[Exercise directions]:
Using the listing below, set down each line from the line containing "use super::vertex;" through the line containing "if parent.is_some() &&", both ends included, exactly and with nothing added.

[Supplied material]:
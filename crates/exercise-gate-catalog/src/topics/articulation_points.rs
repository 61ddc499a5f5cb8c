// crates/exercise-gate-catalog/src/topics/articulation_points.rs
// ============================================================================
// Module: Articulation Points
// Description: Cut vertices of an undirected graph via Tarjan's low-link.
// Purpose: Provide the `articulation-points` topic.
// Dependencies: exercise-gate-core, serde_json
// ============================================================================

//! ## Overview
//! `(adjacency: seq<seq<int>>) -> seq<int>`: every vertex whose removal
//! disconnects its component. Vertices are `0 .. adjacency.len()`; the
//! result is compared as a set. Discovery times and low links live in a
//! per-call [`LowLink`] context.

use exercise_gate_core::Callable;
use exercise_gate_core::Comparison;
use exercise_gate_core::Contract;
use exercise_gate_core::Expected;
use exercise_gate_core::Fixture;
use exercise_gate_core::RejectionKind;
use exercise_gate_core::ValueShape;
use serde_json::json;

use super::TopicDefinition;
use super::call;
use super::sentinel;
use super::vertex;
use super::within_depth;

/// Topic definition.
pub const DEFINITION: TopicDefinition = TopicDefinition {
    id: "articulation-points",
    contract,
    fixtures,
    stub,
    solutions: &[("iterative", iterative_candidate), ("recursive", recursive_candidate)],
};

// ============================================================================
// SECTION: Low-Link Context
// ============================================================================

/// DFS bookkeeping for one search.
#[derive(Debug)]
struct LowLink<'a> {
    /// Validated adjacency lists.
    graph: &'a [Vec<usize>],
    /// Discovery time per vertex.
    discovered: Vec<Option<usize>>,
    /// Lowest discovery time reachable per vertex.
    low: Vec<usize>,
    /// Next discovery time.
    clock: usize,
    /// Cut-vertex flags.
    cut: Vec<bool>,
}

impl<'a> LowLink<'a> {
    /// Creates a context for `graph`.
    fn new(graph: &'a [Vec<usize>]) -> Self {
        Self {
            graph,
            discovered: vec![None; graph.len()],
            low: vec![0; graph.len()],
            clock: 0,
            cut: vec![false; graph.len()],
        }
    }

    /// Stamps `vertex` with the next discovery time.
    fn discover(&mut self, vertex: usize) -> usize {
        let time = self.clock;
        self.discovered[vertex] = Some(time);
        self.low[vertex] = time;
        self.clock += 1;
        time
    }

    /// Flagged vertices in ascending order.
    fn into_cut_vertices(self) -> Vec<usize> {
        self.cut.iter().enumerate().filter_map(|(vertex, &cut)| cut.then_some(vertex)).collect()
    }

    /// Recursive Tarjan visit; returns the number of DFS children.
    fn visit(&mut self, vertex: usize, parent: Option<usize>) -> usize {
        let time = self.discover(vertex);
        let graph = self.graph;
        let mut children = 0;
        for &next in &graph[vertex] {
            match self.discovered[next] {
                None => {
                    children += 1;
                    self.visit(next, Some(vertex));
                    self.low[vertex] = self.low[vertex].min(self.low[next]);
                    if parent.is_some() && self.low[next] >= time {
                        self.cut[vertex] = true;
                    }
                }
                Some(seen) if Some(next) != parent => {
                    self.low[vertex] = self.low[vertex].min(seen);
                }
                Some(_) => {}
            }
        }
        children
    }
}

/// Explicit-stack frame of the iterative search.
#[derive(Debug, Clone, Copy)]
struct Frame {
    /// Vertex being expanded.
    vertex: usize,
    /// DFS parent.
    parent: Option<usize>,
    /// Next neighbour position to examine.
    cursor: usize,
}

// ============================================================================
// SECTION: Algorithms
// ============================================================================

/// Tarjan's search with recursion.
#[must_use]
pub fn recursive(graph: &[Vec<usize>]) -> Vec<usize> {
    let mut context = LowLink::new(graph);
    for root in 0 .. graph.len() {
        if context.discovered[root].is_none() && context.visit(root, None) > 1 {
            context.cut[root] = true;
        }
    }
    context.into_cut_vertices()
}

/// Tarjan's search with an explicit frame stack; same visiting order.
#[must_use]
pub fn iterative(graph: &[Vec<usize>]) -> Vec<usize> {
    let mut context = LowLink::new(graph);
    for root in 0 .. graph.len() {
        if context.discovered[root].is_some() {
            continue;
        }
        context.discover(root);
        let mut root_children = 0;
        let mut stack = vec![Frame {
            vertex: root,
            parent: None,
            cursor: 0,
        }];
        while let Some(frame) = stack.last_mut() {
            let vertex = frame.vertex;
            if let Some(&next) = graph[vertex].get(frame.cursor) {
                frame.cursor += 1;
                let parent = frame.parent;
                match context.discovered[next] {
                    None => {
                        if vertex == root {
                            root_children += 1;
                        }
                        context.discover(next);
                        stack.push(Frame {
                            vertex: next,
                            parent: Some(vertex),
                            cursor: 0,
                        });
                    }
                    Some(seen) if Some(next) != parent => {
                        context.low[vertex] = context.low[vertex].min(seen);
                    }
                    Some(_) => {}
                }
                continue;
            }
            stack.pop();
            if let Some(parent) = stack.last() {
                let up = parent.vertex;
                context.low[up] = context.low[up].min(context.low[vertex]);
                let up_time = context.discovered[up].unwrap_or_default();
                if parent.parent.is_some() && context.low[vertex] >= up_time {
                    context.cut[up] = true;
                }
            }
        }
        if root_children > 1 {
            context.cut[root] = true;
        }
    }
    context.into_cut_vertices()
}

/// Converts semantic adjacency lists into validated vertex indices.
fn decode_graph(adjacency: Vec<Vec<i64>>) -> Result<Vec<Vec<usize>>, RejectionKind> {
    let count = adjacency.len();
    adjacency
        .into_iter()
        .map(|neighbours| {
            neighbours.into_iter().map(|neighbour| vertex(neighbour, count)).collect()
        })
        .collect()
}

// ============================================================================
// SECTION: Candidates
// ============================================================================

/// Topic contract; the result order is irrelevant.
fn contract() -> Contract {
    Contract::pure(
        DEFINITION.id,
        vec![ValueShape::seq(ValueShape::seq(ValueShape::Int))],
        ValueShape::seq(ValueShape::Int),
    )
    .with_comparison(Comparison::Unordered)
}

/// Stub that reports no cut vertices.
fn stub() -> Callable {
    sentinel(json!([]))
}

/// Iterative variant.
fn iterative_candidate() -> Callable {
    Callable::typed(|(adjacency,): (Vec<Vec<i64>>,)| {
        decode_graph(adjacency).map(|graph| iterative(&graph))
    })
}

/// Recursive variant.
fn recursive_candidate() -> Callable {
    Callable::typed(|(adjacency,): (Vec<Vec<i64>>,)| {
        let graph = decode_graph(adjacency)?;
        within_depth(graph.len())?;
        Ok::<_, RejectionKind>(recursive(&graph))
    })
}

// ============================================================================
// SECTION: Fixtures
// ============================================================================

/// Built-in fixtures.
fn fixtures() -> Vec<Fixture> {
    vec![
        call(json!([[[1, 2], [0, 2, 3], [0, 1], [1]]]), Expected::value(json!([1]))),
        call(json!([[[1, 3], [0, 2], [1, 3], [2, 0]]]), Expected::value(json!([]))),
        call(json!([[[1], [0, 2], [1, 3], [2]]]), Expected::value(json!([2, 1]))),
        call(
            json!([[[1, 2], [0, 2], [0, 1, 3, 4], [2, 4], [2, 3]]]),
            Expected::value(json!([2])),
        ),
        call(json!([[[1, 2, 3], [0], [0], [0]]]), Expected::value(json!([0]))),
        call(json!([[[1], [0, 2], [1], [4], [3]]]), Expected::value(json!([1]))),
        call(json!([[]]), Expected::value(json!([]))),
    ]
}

[Response for this exercise]:
use super::vertex;
use super::within_depth;

/// Topic definition.
pub const DEFINITION: TopicDefinition = TopicDefinition {
    id: "articulation-points",
    contract,
    fixtures,
    stub,
    solutions: &[("iterative", iterative_candidate), ("recursive", recursive_candidate)],
};

// ============================================================================
// SECTION: Low-Link Context
// ============================================================================

/// DFS bookkeeping for one search.
#[derive(Debug)]
struct LowLink<'a> {
    /// Validated adjacency lists.
    graph: &'a [Vec<usize>],
    /// Discovery time per vertex.
    discovered: Vec<Option<usize>>,
    /// Lowest discovery time reachable per vertex.
    low: Vec<usize>,
    /// Next discovery time.
    clock: usize,
    /// Cut-vertex flags.
    cut: Vec<bool>,
}

impl<'a> LowLink<'a> {
    /// Creates a context for `graph`.
    fn new(graph: &'a [Vec<usize>]) -> Self {
        Self {
            graph,
            discovered: vec![None; graph.len()],
            low: vec![0; graph.len()],
            clock: 0,
            cut: vec![false; graph.len()],
        }
    }

    /// Stamps `vertex` with the next discovery time.
    fn discover(&mut self, vertex: usize) -> usize {
        let time = self.clock;
        self.discovered[vertex] = Some(time);
        self.low[vertex] = time;
        self.clock += 1;
        time
    }

    /// Flagged vertices in ascending order.
    fn into_cut_vertices(self) -> Vec<usize> {
        self.cut.iter().enumerate().filter_map(|(vertex, &cut)| cut.then_some(vertex)).collect()
    }

    /// Recursive Tarjan visit; returns the number of DFS children.
    fn visit(&mut self, vertex: usize, parent: Option<usize>) -> usize {
        let time = self.discover(vertex);
        let graph = self.graph;
        let mut children = 0;
        for &next in &graph[vertex] {
            match self.discovered[next] {
                None => {
                    children += 1;
                    self.visit(next, Some(vertex));
                    self.low[vertex] = self.low[vertex].min(self.low[next]);
                    if parent.is_some() && self.low[next] >= time {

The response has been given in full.